We are at the beginning of the AI era. For those of us whose professional career involves developing software – it is an exciting and frightening time. We are facing a modern day John Henry vs. the Machine scenario. Here is my take on AI.
AI is coming for your job if your role…
- is primarily to translate a detail design into code
- requires non-ambiguous requirements
- is to replicate what you did on the last project with only cosmetic changes on a new project
- is being a walking reference for books, datasheets, standards, stack overflow, etc.
- does not require you to know the ‘why’ behind the ‘how’

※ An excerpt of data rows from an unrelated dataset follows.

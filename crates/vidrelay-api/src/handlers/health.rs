//! Health check handler.

use std::sync::Arc;

use axum::{http::StatusCode, response::IntoResponse, Json};
use serde::Serialize;
use utoipa::ToSchema;

use crate::state::AppState;

#[derive(Serialize, ToSchema)]
pub struct HealthResponse {
    pub status: String,
    pub uptime_seconds: u64,
    pub timestamp: chrono::DateTime<chrono::Utc>,
    pub storage: String,
}

#[utoipa::path(
    get,
    path = "/health",
    tag = "health",
    responses(
        (status = 200, description = "Service healthy", body = HealthResponse),
        (status = 503, description = "Storage root unavailable", body = HealthResponse)
    )
)]
pub async fn health_check(state: Arc<AppState>) -> impl IntoResponse {
    let storage = match state.store.list().await {
        Ok(_) => "healthy".to_string(),
        Err(e) => {
            tracing::error!(error = %e, "Storage health check failed");
            format!("degraded: {}", e)
        }
    };

    let healthy = storage == "healthy";
    let response = HealthResponse {
        status: if healthy { "ok" } else { "degraded" }.to_string(),
        uptime_seconds: state.started_at.elapsed().as_secs(),
        timestamp: chrono::Utc::now(),
        storage,
    };

    let status_code = if healthy {
        StatusCode::OK
    } else {
        StatusCode::SERVICE_UNAVAILABLE
    };

    (status_code, Json(response))
}
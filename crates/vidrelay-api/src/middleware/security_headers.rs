use axum::http::HeaderValue;
use axum::{extract::Request, middleware::Next, response::Response};

/// Security headers middleware
/// Adds baseline security headers to all HTTP responses
pub async fn security_headers_middleware(request: Request, next: Next) -> Response {
    let mut response = next.run(request).await;

    let headers = response.headers_mut();

    // X-Content-Type-Options: Prevent MIME type sniffing
    headers.insert(
        "X-Content-Type-Options",
        HeaderValue::from_static("nosniff"),
    );

    // X-Frame-Options: Prevent embedding in frames
    headers.insert("X-Frame-Options", HeaderValue::from_static("DENY"));

    headers.insert(
        "Referrer-Policy",
        HeaderValue::from_static("strict-origin-when-cross-origin"),
    );

    response
}
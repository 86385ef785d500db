//! Extraction providers.
//!
//! The rest of the system treats video extraction as an opaque capability:
//! given a URL, report metadata and formats; given a URL and a format id,
//! produce something downloadable. Two interchangeable backends implement
//! that capability — the local `yt-dlp` binary and a remote Cobalt API —
//! selected by configuration at startup.

mod cobalt;
mod platform;
mod provider;
mod ytdlp;

use std::sync::Arc;

use vidrelay_core::{Config, ExtractionBackend};

pub use cobalt::CobaltProvider;
pub use platform::Platform;
pub use provider::{ExtractionProvider, ExtractorError, Fetched};
pub use ytdlp::YtDlpProvider;

/// Build the extraction provider selected by configuration.
pub fn create_provider(config: &Config) -> Arc<dyn ExtractionProvider> {
    match config.extraction_backend {
        ExtractionBackend::YtDlp => Arc::new(YtDlpProvider::new(
            config.ytdlp_path.clone(),
            config.ytdlp_timeout,
        )),
        ExtractionBackend::Cobalt => Arc::new(CobaltProvider::new(config.cobalt_api_url.clone())),
    }
}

Or said another way, if your role involves the following you are probably safe at least in the near term …
- creating new solutions for new problems
- analyzing and refining vague problem statements into non-ambiguous requirements
- distilling abstract concepts from concrete solutions
My Personal Beliefs
What I don’t see AI usurping any time soon is the human capacity for:
- creativity
- intuition
- critical thinking
- abstract thinking
Until we can definitively understand human consciousness and intelligence (e.g. are humans just a biological machines with no free will or are we something greater than the sum of our parts) we won’t be able to construct a machine based alternative or reproduction.
That said, AI has potential to be the next big leap forward in humanity’s tool using evolution. And at the micro level this will translate to pain, stress, and economic hardship for those whose livelihoods get supplanted by the new shiny AI tools.

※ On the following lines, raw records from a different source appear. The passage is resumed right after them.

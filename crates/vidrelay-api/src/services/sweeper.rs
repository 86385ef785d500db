//! Retention sweeper.
//!
//! Deletes stored files older than the configured max age. The interval's
//! first tick completes immediately, which doubles as the eager startup
//! sweep that reclaims space left over from a prior crash. Per-file
//! failures never abort a pass, and a failed pass never stops the schedule.

use std::sync::Arc;
use std::time::{Duration, SystemTime};

use tokio::time::interval;

use vidrelay_storage::DownloadStore;

pub struct RetentionSweeper {
    store: Arc<DownloadStore>,
    max_age: Duration,
    sweep_interval: Duration,
}

impl RetentionSweeper {
    pub fn new(store: Arc<DownloadStore>, max_age: Duration, sweep_interval: Duration) -> Self {
        Self {
            store,
            max_age,
            sweep_interval,
        }
    }

    /// Start the recurring sweep task.
    /// Returns a JoinHandle so the server can abort it on shutdown.
    pub fn start(self: Arc<Self>) -> tokio::task::JoinHandle<()> {
        tokio::spawn(async move {
            let mut tick = interval(self.sweep_interval);

            loop {
                tick.tick().await;

                match self.sweep().await {
                    Ok(removed) => {
                        tracing::info!(removed, "Retention sweep completed");
                    }
                    Err(e) => {
                        tracing::error!(error = %e, "Retention sweep failed");
                    }
                }
            }
        })
    }

    /// One pass over the storage root. Returns the number of files removed.
    pub async fn sweep(&self) -> Result<usize, anyhow::Error> {
        let files = self.store.list().await?;
        let now = SystemTime::now();
        let mut removed = 0;

        for file in files {
            // A file modified "in the future" (clock skew) has age zero.
            let age = now.duration_since(file.modified).unwrap_or_default();
            if age <= self.max_age {
                continue;
            }

            match self.store.remove(&file.name).await {
                Ok(()) => {
                    removed += 1;
                    tracing::info!(
                        name = %file.name,
                        age_secs = age.as_secs(),
                        size = file.size,
                        "Removed expired file"
                    );
                }
                Err(e) => {
                    tracing::warn!(
                        error = %e,
                        name = %file.name,
                        "Failed to remove expired file, continuing"
                    );
                }
            }
        }

        Ok(removed)
    }
}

What I tell myself at night to get to sleep.
- As an embedded firmware developer I am in a relatively niche space, i.e. there are other mainstream, lower hanging fruits for corporate greed to go after first.
- I have the luxury of being old and will be long retired before I am replaced by Micro$oft’s Co-pilot.

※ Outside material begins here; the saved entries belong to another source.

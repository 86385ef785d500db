//! Core types for the vidrelay service: configuration, the unified error
//! type, and the domain models shared by the extractor, storage, and API
//! crates.

pub mod config;
pub mod error;
pub mod models;

pub use config::{Config, ExtractionBackend};
pub use error::{AppError, ErrorMetadata, LogLevel};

- AI will never be able to replicate the human consciousness.
Regarding your probably safe list (in reverse order):
– AI can already abstract from specifics. It’s just not very insightful. Time will tell whether its insights get more useful better.
– AI can already turn vague problem statements into requirements. But it’s unclear whether AI can figure out how to ask the right clarifying questions and how much AI can “learn” as it goes through subsequent review loops.
– And as for creating new solutions, AI is already creative. We just label that creativity as “hallucinations,” and the AI developers are actively trying to squash that out of the system.